違う、悪夢に苛まれた誕生日。「9月の終わり…30日」と先生。やっぱり!

Land of Richesはサッカーダイアリーじゃない。これは、名古屋時代に、
日記をつけて吐き出せと言われたから始めたもの。それまで、私はずっと
web日記には否定的だった―どうして個人的な愚痴を不特定多数の目にさらすのが前提の
ネットになど載せるのか、と。心理状態の記録だから、趣味のサッカーに関する
話題が多いだけで、これは治療記録でもある、だからサイトからリンクも貼ってないし
「日記」と呼ぶことさえしない…なのに、何やってんだ私? 何忘れてんの?

テトラミド10mg錠―全てはそれを飲み始めた夜(前回診察後)から始まっている。

速攻で廃棄決定。ついでにマイスリーにはやっぱり5mg錠が存在するのを知りました。
代わりの精神安定剤はワイパックス。逆戻り。
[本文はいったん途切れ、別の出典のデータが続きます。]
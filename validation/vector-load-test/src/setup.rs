//! One-time collection preparation before the measured run.

use tracing::{info, instrument};

use crate::backend::{CollectionSchema, IndexSpec, VectorBackend};
use crate::config::RunConfig;
use crate::context::RunContext;
use crate::error::{HarnessError, Result};

/// Make sure the collection exists with the harness schema and is loaded.
///
/// With `collection.recreate` set, an existing collection is dropped and
/// rebuilt (schema, vector index, partition). Otherwise an existing
/// collection is reused as-is and only loaded.
#[instrument(skip_all, fields(collection = %config.collection.name))]
pub async fn prepare_collection(backend: &dyn VectorBackend, config: &RunConfig) -> Result<()> {
    let name = &config.collection.name;

    let exists = backend
        .has_collection(name)
        .await
        .map_err(|e| HarnessError::setup("has_collection", e))?;

    if exists && config.collection.recreate {
        info!("Dropping existing collection");
        backend
            .drop_collection(name)
            .await
            .map_err(|e| HarnessError::setup("drop_collection", e))?;
    }

    if !exists || config.collection.recreate {
        backend
            .create_collection(&CollectionSchema::from_config(config))
            .await
            .map_err(|e| HarnessError::setup("create_collection", e))?;
        backend
            .create_index(name, &IndexSpec::from_config(config))
            .await
            .map_err(|e| HarnessError::setup("create_index", e))?;
        backend
            .create_partition(name, &config.collection.partition)
            .await
            .map_err(|e| HarnessError::setup("create_partition", e))?;
        info!(dim = config.collection.dim, "Collection created");
    } else {
        info!("Reusing existing collection");
    }

    backend
        .load_collection(name)
        .await
        .map_err(|e| HarnessError::setup("load_collection", e))?;
    Ok(())
}

/// Insert the unmeasured warm-up batches.
///
/// Preload draws iteration indices from the run's counter, so measured
/// writes never reuse its primary keys. Latencies are not recorded.
pub async fn preload(ctx: &RunContext) -> Result<u64> {
    let config = ctx.config();
    let batches = config.workload.preload_batches;
    let generator = ctx.generator();

    for _ in 0..batches {
        let iteration = ctx.next_iteration();
        let batch = generator.insert_batch(&mut generator.rng_for(iteration), iteration);
        ctx.writer()
            .insert(
                &config.collection.name,
                &config.collection.partition,
                ctx.fields(),
                &batch,
            )
            .await
            .map_err(|e| HarnessError::setup("preload", e))?;
    }

    if batches > 0 {
        info!(
            batches,
            rows = batches * config.workload.rows_per_insert as u64,
            "Preload complete"
        );
    }
    Ok(batches)
}
//! Results reporting and formatting.

use crate::metrics::{RunSummary, SeriesSummary};
use comfy_table::{modifiers::UTF8_ROUND_CORNERS, presets::UTF8_FULL, Table};

/// Formats run results for output.
pub struct ResultsReport;

impl ResultsReport {
    /// Format results as a console table.
    pub fn format_table(summary: &RunSummary) -> String {
        let mut table = Table::new();
        table
            .load_preset(UTF8_FULL)
            .apply_modifier(UTF8_ROUND_CORNERS)
            .set_header(vec![format!("Load Run Results: {}", summary.scenario_name)]);

        table.add_row(vec!["Backend:", summary.backend_address.as_str()]);
        table.add_row(vec!["Duration:", &format!("{:.1}s", summary.duration_secs)]);
        table.add_row(vec![
            "Rounds:",
            &format!(
                "{} / {} ({} units each)",
                summary.rounds_completed, summary.total_rounds, summary.units_per_round
            ),
        ]);
        table.add_row(vec![
            "Invocations:",
            &format!("{}", summary.invocations_issued),
        ]);
        table.add_row(vec![
            "Iterations used:",
            &format!("{}", summary.iterations_consumed),
        ]);

        table.add_row(vec!["", ""]);
        table.add_row(vec!["Latency (ms)", "count / min / mean / max"]);
        for series in [&summary.writes, &summary.queries] {
            table.add_row(vec![
                format!("  {}", series.class),
                Self::format_series(series),
            ]);
        }

        if let Some(reason) = &summary.aborted {
            table.add_row(vec!["", ""]);
            table.add_row(vec!["Aborted:", reason.as_str()]);
        }

        table.to_string()
    }

    fn format_series(series: &SeriesSummary) -> String {
        match (series.min_ms, series.mean_ms, series.max_ms) {
            (Some(min), Some(mean), Some(max)) => {
                format!("{} / {} / {:.1} / {}", series.count, min, mean, max)
            }
            _ => format!("{} / - / - / -", series.count),
        }
    }

    /// Format results as JSON.
    pub fn format_json(summary: &RunSummary) -> anyhow::Result<String> {
        Ok(serde_json::to_string_pretty(summary)?)
    }
}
しかし薬剤師いわく、こちらの方が
効き目が鈍いから、何日かは飲んでも効果を感じないかもしれないが、地道に続けて、と。

その薬剤師さんは、いつもの人じゃなくて、その人に指導を受けている新人ぽい方で、
開口一番「前回と同じ処方ですね」と当のテトラミドを出そうとしていたから
恐ろしいったらありゃしない―これが命に関わる薬だったらどうすんだ?!
私の、たかが安定剤だから、しかもお互い気がついたから良かったけど。

テトラミド10mgは、私が今まで飲んできた薬の中では、本当に小さい部類の
錠剤で…こんな小さな薬でボロボロになるんだから、人間の肉体って、
なんて単純でなんて複雑なんだろうと思いました。そう考えたら、ドーピングは
ものすごく難しい領域なのも実感できました。魂なんて、やっぱりないのかもしれない。

他人事(=サッカー)の勝敗でも天国と地獄を味わえるし、人間は、単純だから。
でも、その単純さから無限の喜怒哀楽を取り出せる精密な生き物でもあります。

不安を取り除いたら、何も残らなくなってしまったような感覚だった、でも違う、
私は、痛む頭でもこれだけ考えることができた―良かった、私はまだ生きてる。

同じ時代に生まれて、同じ場所で同じ時間を過ごせる幸福に、限りない感謝を。